TASK DIRECTIONS — Find every line below with the word "base" in it, and copy each one.

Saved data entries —
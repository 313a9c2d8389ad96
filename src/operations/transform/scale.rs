use tracing::error;

use crate::error::{OperationError, Result};
use crate::math::{Matrix4, Point3};

use super::{GeneralTransform, Transformable};

/// Scales a mesh, polyhedron or solid uniformly about a center point.
pub struct Scale {
    center: Point3,
    factor: f64,
}

impl Scale {
    /// Creates a new `Scale` operation about the origin.
    #[must_use]
    pub fn new(factor: f64) -> Self {
        Self {
            center: Point3::origin(),
            factor,
        }
    }

    /// Scales about `center` instead of the origin.
    #[must_use]
    pub fn about(mut self, center: Point3) -> Self {
        self.center = center;
        self
    }

    /// Executes the scaling, modifying the target in-place.
    ///
    /// # Errors
    ///
    /// Returns [`OperationError::InvalidInput`] if the factor is not
    /// finite and positive. A negative factor would turn the surface
    /// inside out.
    pub fn execute<T: Transformable + ?Sized>(&self, target: &mut T) -> Result<()> {
        if !(self.factor.is_finite() && self.factor > 0.0) {
            error!(factor = self.factor, "scale rejected");
            return Err(OperationError::InvalidInput(format!(
                "scale factor must be finite and positive, got {}",
                self.factor
            ))
            .into());
        }
        let c = self.center.coords;
        let matrix = Matrix4::new_translation(&c)
            * Matrix4::new_scaling(self.factor)
            * Matrix4::new_translation(&(-c));
        GeneralTransform::new(matrix).execute(target)
    }
}
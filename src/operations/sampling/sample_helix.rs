use std::f64::consts::TAU;

use tracing::{debug, error};

use crate::error::{OperationError, Result};
use crate::math::Point3;

/// Parameters of a helix wound around a base circle in the XY plane.
#[derive(Debug, Clone, Copy, PartialEq)]
pub struct HelixParams {
    /// Diameter `D` of the base circle.
    pub circle_diameter: f64,
    /// Amplitude `A` of the helical offset around the base circle.
    pub helix_offset: f64,
    /// Number `R` of helical turns per trip around the base circle.
    pub rotations: i32,
    /// Number `N` of distinct samples.
    pub n_points: usize,
}

impl Default for HelixParams {
    fn default() -> Self {
        Self {
            circle_diameter: 100.0,
            helix_offset: 10.0,
            rotations: 3,
            n_points: 1000,
        }
    }
}

impl HelixParams {
    /// Radius of the sphere around the origin that contains every sample,
    /// `D/2 + |A|`.
    #[must_use]
    pub fn bounding_radius(&self) -> f64 {
        self.circle_diameter.abs() / 2.0 + self.helix_offset.abs()
    }
}

/// Samples a closed helical loop around a base circle.
///
/// For `i` in `0..N`, with `t = 2*pi*i/N`:
///
/// ```text
/// x = (D/2)*cos(t) + A*cos(R*t)*cos(t)
/// y = (D/2)*sin(t) + A*cos(R*t)*sin(t)
/// z = A*sin(R*t)
/// ```
///
/// The returned sequence has `N + 1` points; the last is an exact copy of
/// the first so the loop can be fitted as a periodic curve.
pub struct SampleHelix {
    params: HelixParams,
}

impl SampleHelix {
    /// Creates a new `SampleHelix` operation.
    #[must_use]
    pub fn new(params: HelixParams) -> Self {
        Self { params }
    }

    /// Executes the sampling.
    ///
    /// # Errors
    ///
    /// Returns [`OperationError::InvalidInput`] if `N < 1` or a dimension is
    /// not finite.
    #[allow(clippy::cast_precision_loss)]
    pub fn execute(&self) -> Result<Vec<Point3>> {
        let HelixParams {
            circle_diameter,
            helix_offset,
            rotations,
            n_points,
        } = self.params;

        if n_points < 1 {
            error!("helix sampling rejected: sample count is zero");
            return Err(
                OperationError::InvalidInput("helix needs at least one sample".into()).into(),
            );
        }
        if !circle_diameter.is_finite() || !helix_offset.is_finite() {
            error!(circle_diameter, helix_offset, "helix sampling rejected: non-finite dimension");
            return Err(
                OperationError::InvalidInput("helix dimensions must be finite".into()).into(),
            );
        }

        let radius = circle_diameter / 2.0;
        let delta_t = TAU / n_points as f64;
        let turns = f64::from(rotations);

        let mut points = Vec::with_capacity(n_points + 1);
        for i in 0..n_points {
            let t = delta_t * i as f64;
            let (sin_t, cos_t) = t.sin_cos();
            let (sin_local, cos_local) = (turns * t).sin_cos();

            let x = radius * cos_t + helix_offset * cos_local * cos_t;
            let y = radius * sin_t + helix_offset * cos_local * sin_t;
            let z = helix_offset * sin_local;
            points.push(Point3::new(x, y, z));
        }
        points.push(points[0]);

        debug!(samples = points.len(), "helix sampled");
        Ok(points)
    }
}
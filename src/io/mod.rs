//! Mesh file formats.
//!
//! Every codec is generic over [`std::io::Read`]/[`std::io::Write`]; the
//! `*_file` variants open the path, buffer it and flush before returning.

mod off;
mod ply;
mod stl;

pub use off::{
    read_off, read_off_file, read_off_polyhedron, read_off_polyhedron_file, write_off,
    write_off_file,
};
pub use ply::{write_ply, write_ply_file};
pub use stl::{read_stl, read_stl_file, write_stl, write_stl_file};

use std::fs::File;
use std::io::{BufReader, BufWriter};
use std::path::Path;
use std::str::FromStr;

use crate::error::{ParseError, Result};

fn create(path: &Path) -> Result<BufWriter<File>> {
    Ok(BufWriter::new(File::create(path)?))
}

fn open(path: &Path) -> Result<BufReader<File>> {
    Ok(BufReader::new(File::open(path)?))
}

/// Parses one whitespace-separated token, naming `what` in the error.
fn parse_token<T: FromStr>(
    token: Option<&str>,
    line: usize,
    what: &str,
) -> Result<T, ParseError> {
    let token = token.ok_or_else(|| ParseError::new(line, format!("missing {what}")))?;
    token
        .parse()
        .map_err(|_| ParseError::new(line, format!("invalid {what} `{token}`")))
}
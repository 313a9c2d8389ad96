use tracing::{error, info};

use crate::error::{OperationError, Result};
use crate::mesh::{Compound, Solid};
use crate::operations::transform::Rotate;

/// Collects rotated copies of a solid about the Z axis.
///
/// Copy `i` (starting at zero) is rotated by `i * angle_offset`, so the
/// first copy is the input solid itself. The copies are gathered into a
/// [`Compound`]; overlapping copies are not fused.
pub struct RotatedComposite<'a> {
    solid: &'a Solid,
    copies: i32,
    angle_offset: f64,
}

impl<'a> RotatedComposite<'a> {
    /// Creates a new `RotatedComposite` operation.
    #[must_use]
    pub fn new(solid: &'a Solid, copies: i32, angle_offset: f64) -> Self {
        Self {
            solid,
            copies,
            angle_offset,
        }
    }

    /// Executes the operation.
    ///
    /// # Errors
    ///
    /// Returns [`OperationError::InvalidInput`] if fewer than one copy is
    /// requested.
    pub fn execute(&self) -> Result<Compound> {
        if self.copies < 1 {
            error!(copies = self.copies, "number of copies must be at least 1");
            return Err(OperationError::InvalidInput(format!(
                "number of copies must be at least 1, got {}",
                self.copies
            ))
            .into());
        }
        let mut compound = Compound::new();
        for i in 0..self.copies {
            let mut copy = self.solid.clone();
            Rotate::about_z(f64::from(i) * self.angle_offset).execute(&mut copy)?;
            compound.push(copy);
        }
        info!(copies = self.copies, "rotated composite created");
        Ok(compound)
    }
}
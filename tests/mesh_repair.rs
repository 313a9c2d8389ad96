#![allow(clippy::unwrap_used)]

use std::f64::consts::PI;

use approx::assert_relative_eq;
use sweepkit::io::{read_off_polyhedron, write_off};
use sweepkit::mesh::{Polyhedron, Rgb};
use sweepkit::operations::analysis::{ThicknessParams, WallThickness};
use sweepkit::operations::creation::MakeBox;
use sweepkit::operations::query::{BoundingBox, Volume};
use sweepkit::operations::repair::FillHoles;
use sweepkit::operations::transform::Scale;

/// A 2 x 3 x 4 box with its top removed, written to OFF text.
fn open_box_off() -> Vec<u8> {
    let mut mesh = MakeBox::from_size(2.0, 3.0, 4.0).execute().unwrap().into_mesh();
    // Triangles 2 and 3 form the top.
    mesh.faces.drain(2..4);
    let mut buf = Vec::new();
    write_off(&mesh, &mut buf).unwrap();
    buf
}

#[test]
fn scale_fill_and_measure() {
    let mut poly = read_off_polyhedron(open_box_off().as_slice()).unwrap();
    assert!(!poly.is_closed());

    Scale::new(0.5).execute(&mut poly).unwrap();
    let holes = FillHoles::new().execute(&mut poly).unwrap();
    assert_eq!(holes, 1);
    assert!(poly.is_closed());

    let mesh = poly.to_surface_mesh().unwrap();
    let volume = Volume::new(&mesh).execute().unwrap();
    assert_relative_eq!(volume, 24.0 * 0.125, max_relative = 1e-12);
    let bbox = BoundingBox::new(&mesh).execute().unwrap();
    assert_relative_eq!(bbox.max.z, 2.0, epsilon = 1e-12);
}

#[test]
fn thin_plate_is_flagged() {
    let mut mesh = MakeBox::from_size(10.0, 10.0, 1.0).execute().unwrap().into_mesh();
    let params = ThicknessParams {
        cone_angle: PI / 6.0,
        ..ThicknessParams::default()
    };
    let analysis = WallThickness::new().with_params(params);
    let map = analysis.execute(&mesh).unwrap();
    assert_relative_eq!(map.min, 1.0, max_relative = 0.05);

    let painted = map.paint_below(&mut mesh, 1.1, Rgb::RED);
    assert_eq!(painted, 4);
    assert!(mesh.colors.is_some());

    let poly = Polyhedron::from_surface_mesh(&mesh).unwrap();
    let (min, max) = analysis.range(&poly).unwrap();
    assert_relative_eq!(min, map.min, epsilon = 1e-12);
    assert_relative_eq!(max, map.max, epsilon = 1e-12);
}

#[test]
fn closed_mesh_needs_no_filling() {
    let mesh = MakeBox::from_size(1.0, 1.0, 1.0).execute().unwrap().into_mesh();
    let mut poly = Polyhedron::from_surface_mesh(&mesh).unwrap();
    assert_eq!(FillHoles::new().execute(&mut poly).unwrap(), 0);
}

EXERCISE OUTPUT —
/// Parameters of a helix wound around a base circle in the XY plane.
    /// Diameter `D` of the base circle.
    /// Amplitude `A` of the helical offset around the base circle.
    /// Number `R` of helical turns per trip around the base circle.
/// Samples a closed helical loop around a base circle.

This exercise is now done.